3. Przenieść każdy roztwór podstawowy do czystej szklanej probówki o pojemności 15 ml z nakrętką wyłożoną politetrafluoroetylenem (PTFE) i zamknąć folią parafinową z tworzywa sztucznego. Roztwory podstawowe można przechowywać w szczelnie zamkniętych probówkach w temperaturze 4 °C przez 1 tydzień.
   1. Upewnij się, że wzorce SCCA nie wytrąciły się z roztworu przed użyciem, jeśli roztwory podstawowe zostały schłodzone po przygotowaniu.
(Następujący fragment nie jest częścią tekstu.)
use chrono::{DateTime, Utc};
use serde::{Deserialize, Deserializer, Serialize, Serializer};

pub const SCHEMA_VERSION: u32 = 1;

/// A commit as listed by the host, before its stats are fetched.
#[derive(Debug, Clone, PartialEq, Eq)]
pub struct CommitSummary {
    pub sha: String,
    pub author_name: String,
    pub author_id: Option<u64>,
    pub committer_name: String,
    pub committer_id: Option<u64>,
    pub date: String,
    pub message: String,
}

impl CommitSummary {
    /// Rows missing any of these fields are dropped before scoring.
    pub fn is_malformed(&self) -> bool {
        self.sha.is_empty()
            || self.author_name.is_empty()
            || self.committer_name.is_empty()
            || self.date.is_empty()
            || self.message.is_empty()
    }
}

#[derive(Debug, Clone, Copy, PartialEq, Eq)]
pub struct CommitDetail {
    pub lines_added: u64,
    pub lines_deleted: u64,
    pub verified: bool,
}

/// One scored row of the commits CSV. Field order is the column order.
#[derive(Debug, Clone, PartialEq, Eq, Serialize, Deserialize)]
pub struct CommitRecord {
    #[serde(rename = "SHA")]
    pub sha: String,
    #[serde(rename = "Author")]
    pub author_name: String,
    #[serde(rename = "Author ID")]
    pub author_id: Option<u64>,
    #[serde(rename = "Committer")]
    pub committer_name: String,
    #[serde(rename = "Committer ID")]
    pub committer_id: Option<u64>,
    #[serde(rename = "Date")]
    pub date: DateTime<Utc>,
    #[serde(rename = "Message")]
    pub message: String,
    #[serde(rename = "Lines Added")]
    pub lines_added: u64,
    #[serde(rename = "Lines Deleted")]
    pub lines_deleted: u64,
    #[serde(
        rename = "Verified",
        serialize_with = "serialize_flag",
        deserialize_with = "deserialize_flag"
    )]
    pub verified: bool,
    #[serde(rename = "Points")]
    pub points: u64,
}

pub const COMMIT_HEADERS: [&str; 11] = [
    "SHA",
    "Author",
    "Author ID",
    "Committer",
    "Committer ID",
    "Date",
    "Message",
    "Lines Added",
    "Lines Deleted",
    "Verified",
    "Points",
];

#[derive(Debug, Clone, PartialEq, Eq)]
pub struct ContributorEntry {
    pub login: String,
    pub id: u64,
    pub contributions: u64,
    pub account_type: String,
}

impl ContributorEntry {
    pub fn is_bot(&self) -> bool {
        self.account_type == "Bot"
    }
}

#[derive(Debug, Clone, PartialEq, Eq, Serialize, Deserialize)]
pub struct ContributorRecord {
    #[serde(rename = "Login")]
    pub login: String,
    #[serde(rename = "ID")]
    pub id: u64,
    #[serde(rename = "Contributions")]
    pub contributions: u64,
}

pub const CONTRIBUTOR_HEADERS: [&str; 3] = ["Login", "ID", "Contributions"];

impl From<ContributorEntry> for ContributorRecord {
    fn from(entry: ContributorEntry) -> Self {
        Self {
            login: entry.login,
            id: entry.id,
            contributions: entry.contributions,
        }
    }
}

#[derive(Debug, Clone, PartialEq, Eq, Serialize, Deserialize)]
pub struct OpenIssue {
    pub number: u64,
    pub title: String,
}

#[derive(Debug, Clone, Serialize, Deserialize)]
pub struct ScoreEntry {
    pub id: u64,
    pub names: Vec<String>,
    pub label: String,
    pub points: u64,
}

#[derive(Debug, Clone, Serialize, Deserialize)]
pub struct ReportOutput {
    pub version: u32,
    pub generated_at: DateTime<Utc>,
    pub repository: String,
    pub commits_csv: String,
    pub distribution_chart: String,
    pub contributions_chart: Option<String>,
    pub total_points: u64,
    pub entries: Vec<ScoreEntry>,
    pub contributors: Vec<ContributorRecord>,
    pub open_issues: Vec<OpenIssue>,
}

fn serialize_flag<S: Serializer>(value: &bool, serializer: S) -> std::result::Result<S::Ok, S::Error> {
    serializer.serialize_str(if *value { "True" } else { "False" })
}

fn deserialize_flag<'de, D: Deserializer<'de>>(deserializer: D) -> std::result::Result<bool, D::Error> {
    let raw = String::deserialize(deserializer)?;
    match raw.trim().to_ascii_lowercase().as_str() {
        "true" => Ok(true),
        "false" => Ok(false),
        other => Err(serde::de::Error::custom(format!("invalid Verified value '{other}'"))),
    }
}
use crate::config::{self, Config, GhHostsFile};
use anyhow::Result;
use clap::{ArgAction, Args, Parser, Subcommand};
use std::path::PathBuf;
use std::time::Duration;

#[derive(Parser)]
#[command(name = "gpoints")]
#[command(about = "GitHub contribution scoring with CSV snapshots and chart reports")]
#[command(version)]
pub struct Cli {
    #[clap(flatten)]
    pub common: CommonArgs,

    #[command(subcommand)]
    pub command: Commands,
}

#[derive(Args, Clone)]
pub struct CommonArgs {
    #[arg(long, help = "Repository owner", default_value = config::DEFAULT_OWNER)]
    pub owner: String,

    #[arg(long, help = "Repository name", default_value = config::DEFAULT_REPO)]
    pub repo: String,

    #[arg(long, help = "Path to the gh hosts.yml holding the API token")]
    pub credentials: Option<PathBuf>,

    #[arg(long, help = "GitHub API base URL", default_value = config::DEFAULT_API_URL)]
    pub api_url: String,

    #[arg(long, help = "Directory for CSV and chart output", default_value = ".")]
    pub out_dir: PathBuf,

    #[arg(long = "keyword", help = "Boilerplate keyword (repeatable, replaces the defaults)")]
    pub keywords: Vec<String>,

    #[arg(long, help = "Items per page for list requests", default_value_t = config::DEFAULT_PER_PAGE)]
    pub per_page: u32,

    #[arg(long, help = "Maximum pages fetched per list request", default_value_t = config::DEFAULT_MAX_PAGES)]
    pub max_pages: u32,

    #[arg(long, help = "Request timeout in seconds (none by default)")]
    pub timeout: Option<u64>,

    #[arg(short, long, action = ArgAction::Count, help = "Increase log verbosity (-v info, -vv debug)")]
    pub verbose: u8,
}

impl CommonArgs {
    pub fn to_config(&self) -> Config {
        let credentials = GhHostsFile::new(self.credentials.clone());
        let mut config = Config::new(&self.owner, &self.repo, Box::new(credentials));
        if !self.keywords.is_empty() {
            config.keywords = self.keywords.clone();
        }
        config.api_url = self.api_url.clone();
        config.out_dir = self.out_dir.clone();
        config.per_page = self.per_page;
        config.max_pages = self.max_pages;
        config.timeout = self.timeout.map(Duration::from_secs);
        config
    }
}

#[derive(Subcommand)]
pub enum Commands {
    Run {
        #[arg(long, help = "Output the report as JSON")]
        json: bool,
    },
    Commits,
    Contributors,
    Report {
        #[arg(long, help = "Commits CSV to aggregate (defaults to <owner>_<repo>_commits.csv)")]
        commits: Option<PathBuf>,

        #[arg(long, help = "Contributors CSV to chart (defaults to <repo>_contributors.csv)")]
        contributors: Option<PathBuf>,

        #[arg(long, help = "Skip fetching open issues")]
        offline: bool,

        #[arg(long, help = "Output as JSON")]
        json: bool,
    },
    Score {
        #[arg(long, help = "Commit message")]
        message: String,

        #[arg(long, help = "Lines added", default_value_t = 0)]
        added: u64,

        #[arg(long, help = "Lines deleted", default_value_t = 0)]
        deleted: u64,

        #[arg(long, help = "Commit signature was verified")]
        verified: bool,
    },
}

impl Cli {
    pub fn parse() -> Self {
        <Self as Parser>::parse()
    }

    pub fn init_logging(&self) {
        let level = match self.common.verbose {
            0 => "warn",
            1 => "info",
            _ => "debug",
        };
        let _ = env_logger::Builder::from_env(env_logger::Env::default().default_filter_or(level))
            .format_timestamp(None)
            .try_init();
    }

    pub fn execute(self) -> Result<()> {
        match self.command {
            Commands::Run { json } => crate::run::exec(self.common, json),
            Commands::Commits => crate::commits::exec(self.common),
            Commands::Contributors => crate::contributors::exec(self.common),
            Commands::Report {
                commits,
                contributors,
                offline,
                json,
            } => crate::report::exec(self.common, commits, contributors, offline, json),
            Commands::Score {
                message,
                added,
                deleted,
                verified,
            } => crate::report::exec_score(self.common, &message, added, deleted, verified),
        }
    }
}
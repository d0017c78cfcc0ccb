//! Basic example of using the fill engine directly.

use alphadoku_core::{Puzzle, Solver, Strategy};

fn main() {
    // Build a classic 9×9 puzzle filled from the letters a through i
    println!("Filling a 9×9 grid from the alphabet \"abcdefghi\"...\n");
    let puzzle = Puzzle::with_latin_alphabet(9).expect("9 is a valid size");

    let solver = Solver::new(Strategy::DepthFirst);
    let solution = solver.solve(&puzzle).expect("an empty grid always fills");

    println!("Solved grid:");
    println!("{}", solution.grid);

    // Show some trace statistics
    let reversions = solution
        .trace
        .iter()
        .filter(|e| e.value.is_none())
        .count();
    println!("Mutations recorded: {}", solution.trace.len());
    println!("Reversions among them: {}", reversions);

    // Replaying the trace onto an empty grid lands on the same state
    let replayed = solution.trace.replay(puzzle.size());
    println!("Replay matches solved grid: {}", replayed == solution.grid);

    // The rescanning strategy reaches the same grid
    println!("\n--- Restart-scan strategy ---\n");
    let rescan = Solver::new(Strategy::RestartScan)
        .solve(&puzzle)
        .expect("same puzzle, same outcome");
    println!("Grids agree: {}", rescan.grid == solution.grid);

    // A custom alphabet changes which solution the search finds first
    println!("\n--- Custom alphabet ---\n");
    let puzzle = Puzzle::new(4, "zyxw".parse().unwrap()).unwrap();
    let solution = solver.solve(&puzzle).unwrap();
    println!("{}", solution.grid);
}
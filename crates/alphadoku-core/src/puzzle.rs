use crate::alphabet::Alphabet;
use crate::error::PuzzleError;
use serde::{Deserialize, Serialize};

/// A validated puzzle instance: the grid size paired with the alphabet that
/// fills it.
///
/// Construction is the input-validation boundary. Anything that gets past
/// `Puzzle::new` can be handed to the solver without further checks; a bad
/// size or alphabet is rejected here, never discovered mid-search.
#[derive(Debug, Clone, PartialEq, Eq, Serialize, Deserialize)]
pub struct Puzzle {
    size: usize,
    alphabet: Alphabet,
}

impl Puzzle {
    /// Pair a grid size with an alphabet of exactly that many symbols.
    pub fn new(size: usize, alphabet: Alphabet) -> Result<Self, PuzzleError> {
        if size == 0 {
            return Err(PuzzleError::ZeroSize);
        }
        if alphabet.len() != size {
            return Err(PuzzleError::SizeMismatch {
                expected: size,
                found: alphabet.len(),
            });
        }
        Ok(Self { size, alphabet })
    }

    /// A puzzle of the given size filled from the first `size` latin letters.
    pub fn with_latin_alphabet(size: usize) -> Result<Self, PuzzleError> {
        Self::new(size, Alphabet::latin(size)?)
    }

    /// Edge length of the grid.
    pub fn size(&self) -> usize {
        self.size
    }

    /// The fill alphabet, in trial order.
    pub fn alphabet(&self) -> &Alphabet {
        &self.alphabet
    }
}
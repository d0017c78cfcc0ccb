use alphadoku_core::{Grid, MutationEvent, Position, Trace};
use std::time::Duration;

/// Ticks a freshly written cell stays highlighted.
const FLASH_TICKS: u8 = 3;

/// Fastest and slowest allowed step intervals.
const MIN_INTERVAL: Duration = Duration::from_millis(1);
const MAX_INTERVAL: Duration = Duration::from_millis(2000);

/// Tick-driven replay of a mutation trace onto an initially empty grid.
///
/// The solve itself already happened; this only re-applies the recorded
/// events one per tick, so the viewer sees every placement and reversion in
/// the order the search made them.
pub struct Playback {
    grid: Grid,
    events: Vec<MutationEvent>,
    next: usize,
    paused: bool,
    interval: Duration,
    flashes: Vec<u8>,
}

impl Playback {
    /// Set up a replay of `trace` over an empty grid of the given size.
    pub fn new(size: usize, trace: &Trace, interval: Duration) -> Self {
        Self {
            grid: Grid::new(size),
            events: trace.events().to_vec(),
            next: 0,
            paused: false,
            interval: interval.clamp(MIN_INTERVAL, MAX_INTERVAL),
            flashes: vec![0; size * size],
        }
    }

    /// The grid in its current partially replayed state.
    pub fn grid(&self) -> &Grid {
        &self.grid
    }

    /// Delay between replayed events.
    pub fn interval(&self) -> Duration {
        self.interval
    }

    /// Events applied so far.
    pub fn applied(&self) -> usize {
        self.next
    }

    /// Total events in the trace.
    pub fn total(&self) -> usize {
        self.events.len()
    }

    pub fn is_paused(&self) -> bool {
        self.paused
    }

    pub fn is_finished(&self) -> bool {
        self.next >= self.events.len()
    }

    /// Remaining flash strength for a cell, 0 when settled.
    pub fn flash_at(&self, pos: Position) -> u8 {
        self.flashes[pos.row * self.grid.size() + pos.col]
    }

    pub fn toggle_pause(&mut self) {
        self.paused = !self.paused;
    }

    /// Halve the step interval.
    pub fn faster(&mut self) {
        self.interval = (self.interval / 2).clamp(MIN_INTERVAL, MAX_INTERVAL);
    }

    /// Double the step interval.
    pub fn slower(&mut self) {
        self.interval = (self.interval * 2).clamp(MIN_INTERVAL, MAX_INTERVAL);
    }

    /// Rewind to the empty grid and resume playing.
    pub fn restart(&mut self) {
        self.grid = Grid::new(self.grid.size());
        self.next = 0;
        self.paused = false;
        self.flashes.fill(0);
    }

    /// Apply every remaining event at once.
    pub fn skip_to_end(&mut self) {
        while self.next < self.events.len() {
            self.apply_next();
        }
        self.flashes.fill(0);
    }

    /// Apply the next event unless paused or finished. Returns whether an
    /// event was applied.
    pub fn advance(&mut self) -> bool {
        for level in &mut self.flashes {
            *level = level.saturating_sub(1);
        }
        if self.paused || self.is_finished() {
            return false;
        }
        self.apply_next();
        true
    }

    fn apply_next(&mut self) {
        let event = self.events[self.next];
        self.grid.set(event.pos, event.value);
        // Reversions clear the highlight along with the cell.
        let idx = event.pos.row * self.grid.size() + event.pos.col;
        self.flashes[idx] = if event.value.is_some() { FLASH_TICKS } else { 0 };
        self.next += 1;
    }
}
Wprowadź osady z powrotem do roztworu poprzez delikatne ogrzewanie.
4. Przygotować roztwór ekstrakcyjny SCCA. Włączyć wzorzec wewnętrzny o stężeniu wystarczającym do wykrycia w próbkach (0,05 mg/ml). Przygotować wystarczającą ilość roztworu, aby wyekstrahować wszystkie próbki.
   1. Przygotować 50 ml roztworu ekstrakcyjnego SCCA, rozcieńczając roztwór podstawowy wzorca wewnętrznego do 0,05 mg/ml w wodzie ultraczystej. Dodać 250 μl roztworu podstawowego wzorca wewnętrznego (10 mg/ml) do 49,75 ml wody.
   2. Jeżeli ekstrakt musi być rozcieńczony, należy dostosować stężenie wzorca wewnętrznego w roztworze ekstrakcyjnym tak, aby końcowe stężenie mieściło się w granicach oznaczalności (dających wykrywalny, ale nie nadmiernie nasycony pik, patrz ppkt 5.2.2 poniżej) systemu CE po rozcieńczeniu (0,05 mg/ml).
   3. Przygotować świeży roztwór ekstrakcyjny dla każdej serii ekstrakcji (tj. dla każdej serii doświadczalnej).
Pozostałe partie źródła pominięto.